A short while ago (read: about a year ago) I wrote a blog post about using RMarkdown with Jekyll. The motivation behind that was this post, which I have decided to finally make!

The reason I was keen to use RMarkdown and Jekyll in tandem was to be able to show off some R htmlwidgets. I think that this is one of the most useful frameworks available in R for communicating research findings, especially to non-technical collaborators. This framework allows package authors to interface R objects, via JSON, with arbitrary Javascript code and libraries. This allows one to create incredibly powerful interactive analysis and visualisation tools that can be divorced from the R terminal (unlike Shiny, though they can also be used in tandem).

I spoke about this at the local R meetup, Edinbr, and also at the Edinburgh Bioinformatics quarterly meeting, and it is something I feel rather strongly about. The ability to produce high quality, interactive figures, tables and websites is a broadly useful skill and it is one that I think is not given enough emphasis for early career researchers. It is also, in my view, criminal that journals, charging inordinate amounts for the privilege of being indexed on their website, generally do not facilitate these tools. I think it’s somewhat ludicrous that supplementary tables are dumped upon us as .xlsx files, for example.

While I remember learning Javascript was an “interesting” experience, and certainly involved me expressing myself using colourful language (doubly so for PHP), I think that it is a language that anyone involved in data analysis should learn. It is arguably the fundamental tool for building anything web-based. Being able to program in Javascript can help when visualising data, presenting your research or analysis on a web page, interacting with SQL, and more. As proof of this, I’ll show off a couple of htmlwidgets that I think can facilitate exploration of research findings in a way that static visualisations are not capable of.

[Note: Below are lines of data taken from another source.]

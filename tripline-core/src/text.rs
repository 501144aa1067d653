//! Russian display helpers shared by the booking views.

use chrono::{DateTime, Datelike, NaiveDate, Timelike, Utc};

/// Noun form for passenger counts: 1 пассажир, 2 пассажира, 5 пассажиров.
pub fn passenger_word(count: i64) -> &'static str {
    plural_form(count, "пассажир", "пассажира", "пассажиров")
}

/// Noun form for seat counts: 1 место, 2 места, 5 мест.
pub fn seat_word(count: i64) -> &'static str {
    plural_form(count, "место", "места", "мест")
}

fn plural_form(
    count: i64,
    one: &'static str,
    few: &'static str,
    many: &'static str,
) -> &'static str {
    let n = count.abs();
    if n % 10 == 1 && n % 100 != 11 {
        one
    } else if (2..=4).contains(&(n % 10)) && !(12..=14).contains(&(n % 100)) {
        few
    } else {
        many
    }
}

/// Format a minor-unit price as "12 345,67 ₽".
pub fn format_price(cents: i64) -> String {
    let sign = if cents < 0 { "-" } else { "" };
    let cents = cents.abs();
    let whole = cents / 100;
    let frac = cents % 100;

    let digits = whole.to_string();
    let mut grouped = String::new();
    for (i, c) in digits.chars().enumerate() {
        if i > 0 && (digits.len() - i) % 3 == 0 {
            grouped.push(' ');
        }
        grouped.push(c);
    }

    format!("{}{},{:02} ₽", sign, grouped, frac)
}

/// DD.MM.YYYY
pub fn format_date(date: NaiveDate) -> String {
    format!("{:02}.{:02}.{}", date.day(), date.month(), date.year())
}

/// DD.MM.YYYY HH:MM
pub fn format_datetime(ts: DateTime<Utc>) -> String {
    format!(
        "{:02}.{:02}.{} {:02}:{:02}",
        ts.day(),
        ts.month(),
        ts.year(),
        ts.hour(),
        ts.minute()
    )
}

#[cfg(test)]
mod tests {
    use super::*;

    #[test]
    fn test_passenger_word() {
        assert_eq!(passenger_word(1), "пассажир");
        assert_eq!(passenger_word(2), "пассажира");
        assert_eq!(passenger_word(5), "пассажиров");
        assert_eq!(passenger_word(11), "пассажиров");
        assert_eq!(passenger_word(21), "пассажир");
        assert_eq!(passenger_word(104), "пассажира");
        assert_eq!(passenger_word(112), "пассажиров");
    }

    #[test]
    fn test_seat_word() {
        assert_eq!(seat_word(1), "место");
        assert_eq!(seat_word(3), "места");
        assert_eq!(seat_word(12), "мест");
    }

    #[test]
    fn test_format_price() {
        assert_eq!(format_price(1234567), "12 345,67 ₽");
        assert_eq!(format_price(100), "1,00 ₽");
        assert_eq!(format_price(99), "0,99 ₽");
        assert_eq!(format_price(100000000), "1 000 000,00 ₽");
    }

    #[test]
    fn test_format_date() {
        let d = NaiveDate::from_ymd_opt(2025, 3, 7).unwrap();
        assert_eq!(format_date(d), "07.03.2025");
    }
}
use tripline_core::booking::BookingStatus;
use tripline_core::repository::StoreError;

/// Booking failure taxonomy. Display strings are the localized messages the
/// client shows; [`BookingError::code`] is the stable machine-readable kind.
#[derive(Debug, thiserror::Error)]
pub enum BookingError {
    #[error("Укажите тур или рейс для бронирования")]
    TargetRequired,

    #[error("Нельзя бронировать тур и рейс одновременно")]
    TargetAmbiguous,

    #[error("Количество путешественников должно быть от {min} до {max}")]
    TravelersOutOfRange { min: i32, max: i32 },

    #[error("Выбрано мест: {got}, а пассажиров: {expected}")]
    SeatCountMismatch { expected: i32, got: usize },

    #[error("Некорректный номер места: {0}")]
    InvalidSeatLabel(String),

    #[error("Место {0} выбрано дважды")]
    DuplicateSeat(String),

    #[error("Место {0} отсутствует в схеме салона")]
    SeatOutsideMap(String),

    #[error("Укажите город отправления")]
    DepartureCityRequired,

    #[error("Трансфер из города {0} недоступен для этого тура")]
    DepartureCityNotServed(String),

    #[error("Тур или рейс не найден")]
    ItemNotFound,

    #[error("Предложение недоступно для бронирования")]
    ItemUnavailable,

    #[error("Места уже заняты: {}", seats.join(", "))]
    SeatConflict { seats: Vec<String> },

    #[error("Бронирование не найдено")]
    BookingNotFound,

    #[error("Недостаточно прав для этого действия")]
    Forbidden,

    #[error("Недопустимая смена статуса: {from} -> {to}")]
    InvalidTransition {
        from: BookingStatus,
        to: BookingStatus,
    },

    #[error("Внутренняя ошибка сервера")]
    Internal(#[source] StoreError),
}

impl BookingError {
    pub fn code(&self) -> &'static str {
        match self {
            BookingError::TargetRequired => "TARGET_REQUIRED",
            BookingError::TargetAmbiguous => "TARGET_AMBIGUOUS",
            BookingError::TravelersOutOfRange { .. } => "TRAVELERS_OUT_OF_RANGE",
            BookingError::SeatCountMismatch { .. } => "SEAT_COUNT_MISMATCH",
            BookingError::InvalidSeatLabel(_) => "SEAT_LABEL_INVALID",
            BookingError::DuplicateSeat(_) => "SEAT_DUPLICATE",
            BookingError::SeatOutsideMap(_) => "SEAT_OUTSIDE_MAP",
            BookingError::DepartureCityRequired => "DEPARTURE_CITY_REQUIRED",
            BookingError::DepartureCityNotServed(_) => "DEPARTURE_CITY_NOT_SERVED",
            BookingError::ItemNotFound => "ITEM_NOT_FOUND",
            BookingError::ItemUnavailable => "ITEM_UNAVAILABLE",
            BookingError::SeatConflict { .. } => "SEAT_CONFLICT",
            BookingError::BookingNotFound => "BOOKING_NOT_FOUND",
            BookingError::Forbidden => "FORBIDDEN",
            BookingError::InvalidTransition { .. } => "INVALID_TRANSITION",
            BookingError::Internal(_) => "INTERNAL",
        }
    }
}

impl From<StoreError> for BookingError {
    fn from(err: StoreError) -> Self {
        match err {
            StoreError::SeatConflict { seats } => BookingError::SeatConflict { seats },
            StoreError::NotFound(_) => BookingError::BookingNotFound,
            StoreError::InvalidTransition { from, to } => {
                BookingError::InvalidTransition { from, to }
            }
            other => BookingError::Internal(other),
        }
    }
}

The first is a htmlwidget that takes scatter plots to “the next level” if I may be so pretentious. I developed it in my plotlyutils package (currently just on github, though I may push it to CRAN eventually). It allows the user to select which variable to plot on the x and y axes, and which variable should control the colour of the points. This allows a non-technical user to explore the relationships between the variables within an arbitrarily complex dataset. In my experience, it is useful even for technical users, as it reduces the number of permutations of commands to be entered in the console.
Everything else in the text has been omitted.